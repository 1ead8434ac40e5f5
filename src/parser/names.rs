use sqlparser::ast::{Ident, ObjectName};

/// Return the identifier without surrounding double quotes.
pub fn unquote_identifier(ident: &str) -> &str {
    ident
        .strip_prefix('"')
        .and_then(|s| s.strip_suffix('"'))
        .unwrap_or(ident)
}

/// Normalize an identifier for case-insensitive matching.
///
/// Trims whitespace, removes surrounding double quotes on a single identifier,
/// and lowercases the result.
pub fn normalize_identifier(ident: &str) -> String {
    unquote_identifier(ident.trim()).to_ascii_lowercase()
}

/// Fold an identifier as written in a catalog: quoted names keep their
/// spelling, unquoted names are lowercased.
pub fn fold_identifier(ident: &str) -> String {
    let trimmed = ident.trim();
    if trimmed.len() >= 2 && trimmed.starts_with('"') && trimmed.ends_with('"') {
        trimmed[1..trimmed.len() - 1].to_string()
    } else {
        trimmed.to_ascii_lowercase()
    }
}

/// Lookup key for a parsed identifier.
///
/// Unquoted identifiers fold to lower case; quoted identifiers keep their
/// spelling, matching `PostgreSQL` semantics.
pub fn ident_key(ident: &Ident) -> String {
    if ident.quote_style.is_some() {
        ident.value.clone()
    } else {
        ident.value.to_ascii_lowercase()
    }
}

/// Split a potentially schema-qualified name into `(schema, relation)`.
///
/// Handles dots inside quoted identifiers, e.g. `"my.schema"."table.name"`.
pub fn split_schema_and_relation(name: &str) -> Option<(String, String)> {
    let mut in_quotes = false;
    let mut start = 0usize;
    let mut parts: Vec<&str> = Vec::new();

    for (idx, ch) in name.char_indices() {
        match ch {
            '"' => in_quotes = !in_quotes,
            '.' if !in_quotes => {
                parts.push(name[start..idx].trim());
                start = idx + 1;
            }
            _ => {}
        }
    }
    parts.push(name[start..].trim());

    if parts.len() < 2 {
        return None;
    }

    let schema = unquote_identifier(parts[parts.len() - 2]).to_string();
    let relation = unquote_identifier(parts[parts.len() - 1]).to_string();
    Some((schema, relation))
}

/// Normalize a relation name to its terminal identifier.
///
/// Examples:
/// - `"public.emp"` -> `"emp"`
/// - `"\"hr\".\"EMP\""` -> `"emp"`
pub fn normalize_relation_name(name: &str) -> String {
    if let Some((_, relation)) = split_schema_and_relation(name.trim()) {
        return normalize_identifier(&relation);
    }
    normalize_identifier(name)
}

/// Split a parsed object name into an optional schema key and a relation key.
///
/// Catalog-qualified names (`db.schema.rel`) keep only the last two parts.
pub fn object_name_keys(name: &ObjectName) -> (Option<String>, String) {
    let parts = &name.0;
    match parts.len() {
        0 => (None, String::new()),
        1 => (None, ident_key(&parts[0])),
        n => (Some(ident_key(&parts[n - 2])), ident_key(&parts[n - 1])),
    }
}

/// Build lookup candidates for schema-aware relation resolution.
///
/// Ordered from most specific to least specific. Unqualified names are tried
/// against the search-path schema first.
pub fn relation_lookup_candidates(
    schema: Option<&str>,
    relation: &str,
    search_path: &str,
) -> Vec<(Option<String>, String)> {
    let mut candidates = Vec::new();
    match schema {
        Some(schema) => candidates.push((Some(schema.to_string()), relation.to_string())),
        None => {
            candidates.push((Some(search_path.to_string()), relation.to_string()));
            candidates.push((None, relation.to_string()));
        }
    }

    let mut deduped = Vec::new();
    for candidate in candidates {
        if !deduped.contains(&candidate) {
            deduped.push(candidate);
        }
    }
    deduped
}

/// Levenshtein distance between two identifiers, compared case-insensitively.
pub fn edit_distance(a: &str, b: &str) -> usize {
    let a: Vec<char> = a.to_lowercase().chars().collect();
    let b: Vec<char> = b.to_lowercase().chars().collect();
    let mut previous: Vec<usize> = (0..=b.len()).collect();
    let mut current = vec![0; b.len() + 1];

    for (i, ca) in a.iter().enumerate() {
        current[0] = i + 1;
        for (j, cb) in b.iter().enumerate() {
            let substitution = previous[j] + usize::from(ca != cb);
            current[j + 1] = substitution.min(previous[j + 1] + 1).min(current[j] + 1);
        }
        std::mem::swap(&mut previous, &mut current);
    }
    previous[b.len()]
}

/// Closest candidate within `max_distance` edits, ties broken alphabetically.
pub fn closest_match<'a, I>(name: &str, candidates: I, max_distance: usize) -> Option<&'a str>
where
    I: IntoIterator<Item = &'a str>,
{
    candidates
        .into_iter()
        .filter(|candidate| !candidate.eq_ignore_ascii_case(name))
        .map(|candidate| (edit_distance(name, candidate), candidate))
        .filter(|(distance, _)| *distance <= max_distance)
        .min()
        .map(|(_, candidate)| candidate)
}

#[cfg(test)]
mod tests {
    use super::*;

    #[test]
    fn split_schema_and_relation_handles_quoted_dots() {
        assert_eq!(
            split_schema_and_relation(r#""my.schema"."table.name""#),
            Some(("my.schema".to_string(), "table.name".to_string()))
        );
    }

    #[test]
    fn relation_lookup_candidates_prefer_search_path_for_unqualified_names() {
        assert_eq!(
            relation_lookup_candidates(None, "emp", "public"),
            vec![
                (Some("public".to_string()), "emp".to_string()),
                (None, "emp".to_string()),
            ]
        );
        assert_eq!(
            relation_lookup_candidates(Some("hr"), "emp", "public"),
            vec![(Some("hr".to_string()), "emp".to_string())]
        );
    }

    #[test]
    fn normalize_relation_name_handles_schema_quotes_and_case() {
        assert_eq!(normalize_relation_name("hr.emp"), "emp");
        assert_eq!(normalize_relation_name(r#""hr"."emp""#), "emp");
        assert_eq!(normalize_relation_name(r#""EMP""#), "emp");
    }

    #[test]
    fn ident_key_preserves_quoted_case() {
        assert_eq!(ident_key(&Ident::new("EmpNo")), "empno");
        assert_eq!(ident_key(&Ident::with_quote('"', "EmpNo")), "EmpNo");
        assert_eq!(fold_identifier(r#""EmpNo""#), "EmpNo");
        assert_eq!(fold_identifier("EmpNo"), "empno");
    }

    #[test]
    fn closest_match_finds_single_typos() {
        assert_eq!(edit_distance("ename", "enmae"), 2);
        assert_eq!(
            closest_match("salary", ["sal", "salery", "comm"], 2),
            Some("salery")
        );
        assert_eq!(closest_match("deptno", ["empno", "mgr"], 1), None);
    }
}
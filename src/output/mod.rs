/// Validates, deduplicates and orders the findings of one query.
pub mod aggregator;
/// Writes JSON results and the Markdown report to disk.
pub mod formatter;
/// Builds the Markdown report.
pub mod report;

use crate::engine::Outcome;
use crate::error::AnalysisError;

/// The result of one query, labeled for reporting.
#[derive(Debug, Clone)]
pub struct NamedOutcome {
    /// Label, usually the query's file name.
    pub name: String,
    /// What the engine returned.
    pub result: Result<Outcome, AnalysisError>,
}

◆ Task goal ◆
Exactly as they appear above, the records are to be transcribed in full.

◆ Written response ◆
repository 1ead8434ac40e5f5
filename src/parser/names.rs
use sqlparser::ast::{Ident, ObjectName};

/// Return the identifier without surrounding double quotes.
pub fn unquote_identifier(ident: &str) -> &str {
    ident
        .strip_prefix('"')
        .and_then(|s| s.strip_suffix('"'))
        .unwrap_or(ident)
}

/// Normalize an identifier for case-insensitive matching.
///
/// Trims whitespace, removes surrounding double quotes on a single identifier,
/// and lowercases the result.
pub fn normalize_identifier(ident: &str) -> String {
    unquote_identifier(ident.trim()).to_ascii_lowercase()
}

/// Fold an identifier as written in a catalog: quoted names keep their
/// spelling, unquoted names are lowercased.
pub fn fold_identifier(ident: &str) -> String {
    let trimmed = ident.trim();
    if trimmed.len() >= 2 && trimmed.starts_with('"') && trimmed.ends_with('"') {
        trimmed[1..trimmed.len() - 1].to_string()
    } else {
        trimmed.to_ascii_lowercase()
    }
}

/// Lookup key for a parsed identifier.
///
/// Unquoted identifiers fold to lower case; quoted identifiers keep their
/// spelling, matching `PostgreSQL` semantics.
pub fn ident_key(ident: &Ident) -> String {
    if ident.quote_style.is_some() {
        ident.value.clone()
    } else {
        ident.value.to_ascii_lowercase()
    }
}

/// Split a potentially schema-qualified name into `(schema, relation)`.
///
/// Handles dots inside quoted identifiers, e.g. `"my.schema"."table.name"`.
pub fn split_schema_and_relation(name: &str) -> Option<(String, String)> {
    let mut in_quotes = false;
    let mut start = 0usize;
    let mut parts: Vec<&str> = Vec::new();

    for (idx, ch) in name.char_indices() {
        match ch {
            '"' => in_quotes = !in_quotes,
            '.' if !in_quotes => {
                parts.push(name[start..idx].trim());
                start = idx + 1;
            }
            _ => {}
        }
    }
    parts.push(name[start..].trim());

    if parts.len() < 2 {
        return None;
    }

    let schema = unquote_identifier(parts[parts.len() - 2]).to_string();
    let relation = unquote_identifier(parts[parts.len() - 1]).to_string();
    Some((schema, relation))
}

/// Normalize a relation name to its terminal identifier.
///
/// Examples:
/// - `"public.emp"` -> `"emp"`
/// - `"\"hr\".\"EMP\""` -> `"emp"`
pub fn normalize_relation_name(name: &str) -> String {
    if let Some((_, relation)) = split_schema_and_relation(name.trim()) {
        return normalize_identifier(&relation);
    }
    normalize_identifier(name)
}

/// Split a parsed object name into an optional schema key and a relation key.
///
/// Catalog-qualified names (`db.schema.rel`) keep only the last two parts.
pub fn object_name_keys(name: &ObjectName) -> (Option<String>, String) {
    let parts = &name.0;
    match parts.len() {
        0 => (None, String::new()),
        1 => (None, ident_key(&parts[0])),
        n => (Some(ident_key(&parts[n - 2])), ident_key(&parts[n - 1])),
    }
}

/// Build lookup candidates for schema-aware relation resolution.
///
/// Ordered from most specific to least specific. Unqualified names are tried
/// against the search-path schema first.
pub fn relation_lookup_candidates(
    schema: Option<&str>,
    relation: &str,
    search_path: &str,
) -> Vec<(Option<String>, String)> {
    let mut candidates = Vec::new();
    match schema {
        Some(schema) => candidates.push((Some(schema.to_string()), relation.to_string())),
        None => {
            candidates.push((Some(search_path.to_string()), relation.to_string()));
            candidates.push((None, relation.to_string()));
        }
    }

    let mut deduped = Vec::new();
    for candidate in candidates {
        if !deduped.contains(&candidate) {
            deduped.push(candidate);
        }
    }
    deduped
}

/// Levenshtein distance between two identifiers, compared case-insensitively.
pub fn edit_distance(a: &str, b: &str) -> usize {
    let a: Vec<char> = a.to_lowercase().chars().collect();
    let b: Vec<char> = b.to_lowercase().chars().collect();
    let mut previous: Vec<usize> = (0..=b.len()).collect();
    let mut current = vec![0; b.len() + 1];

    for (i, ca) in a.iter().enumerate() {
        current[0] = i + 1;
        for (j, cb) in b.iter().enumerate() {
            let substitution = previous[j] + usize::from(ca != cb);
            current[j + 1] = substitution.min(previous[j + 1] + 1).min(current[j] + 1);
        }
        std::mem::swap(&mut previous, &mut current);
    }
    previous[b.len()]
}

/// Closest candidate within `max_distance` edits, ties broken alphabetically.
pub fn closest_match<'a, I>(name: &str, candidates: I, max_distance: usize) -> Option<&'a str>
where
    I: IntoIterator<Item = &'a str>,
{
    candidates
        .into_iter()
        .filter(|candidate| !candidate.eq_ignore_ascii_case(name))
        .map(|candidate| (edit_distance(name, candidate), candidate))
        .filter(|(distance, _)| *distance <= max_distance)
        .min()
        .map(|(_, candidate)| candidate)
}

#[cfg(test)]
mod tests {
    use super::*;

    #[test]
    fn split_schema_and_relation_handles_quoted_dots() {
        assert_eq!(
            split_schema_and_relation(r#""my.schema"."table.name""#),
            Some(("my.schema".to_string(), "table.name".to_string()))
        );
    }

    #[test]
    fn relation_lookup_candidates_prefer_search_path_for_unqualified_names() {
        assert_eq!(
            relation_lookup_candidates(None, "emp", "public"),
            vec![
                (Some("public".to_string()), "emp".to_string()),
                (None, "emp".to_string()),
            ]
        );
        assert_eq!(
            relation_lookup_candidates(Some("hr"), "emp", "public"),
            vec![(Some("hr".to_string()), "emp".to_string())]
        );
    }

    #[test]
    fn normalize_relation_name_handles_schema_quotes_and_case() {
        assert_eq!(normalize_relation_name("hr.emp"), "emp");
        assert_eq!(normalize_relation_name(r#""hr"."emp""#), "emp");
        assert_eq!(normalize_relation_name(r#""EMP""#), "emp");
    }

    #[test]
    fn ident_key_preserves_quoted_case() {
        assert_eq!(ident_key(&Ident::new("EmpNo")), "empno");
        assert_eq!(ident_key(&Ident::with_quote('"', "EmpNo")), "EmpNo");
        assert_eq!(fold_identifier(r#""EmpNo""#), "EmpNo");
        assert_eq!(fold_identifier("EmpNo"), "empno");
    }

    #[test]
    fn closest_match_finds_single_typos() {
        assert_eq!(edit_distance("ename", "enmae"), 2);
        assert_eq!(
            closest_match("salary", ["sal", "salery", "comm"], 2),
            Some("salery")
        );
        assert_eq!(closest_match("deptno", ["empno", "mgr"], 1), None);
    }
}
filename src/output/mod.rs
/// Validates, deduplicates and orders the findings of one query.
pub mod aggregator;
/// Writes JSON results and the Markdown report to disk.
pub mod formatter;
/// Builds the Markdown report.
pub mod report;

use crate::engine::Outcome;
use crate::error::AnalysisError;

/// The result of one query, labeled for reporting.
#[derive(Debug, Clone)]
pub struct NamedOutcome {
    /// Label, usually the query's file name.
    pub name: String,
    /// What the engine returned.
    pub result: Result<Outcome, AnalysisError>,
}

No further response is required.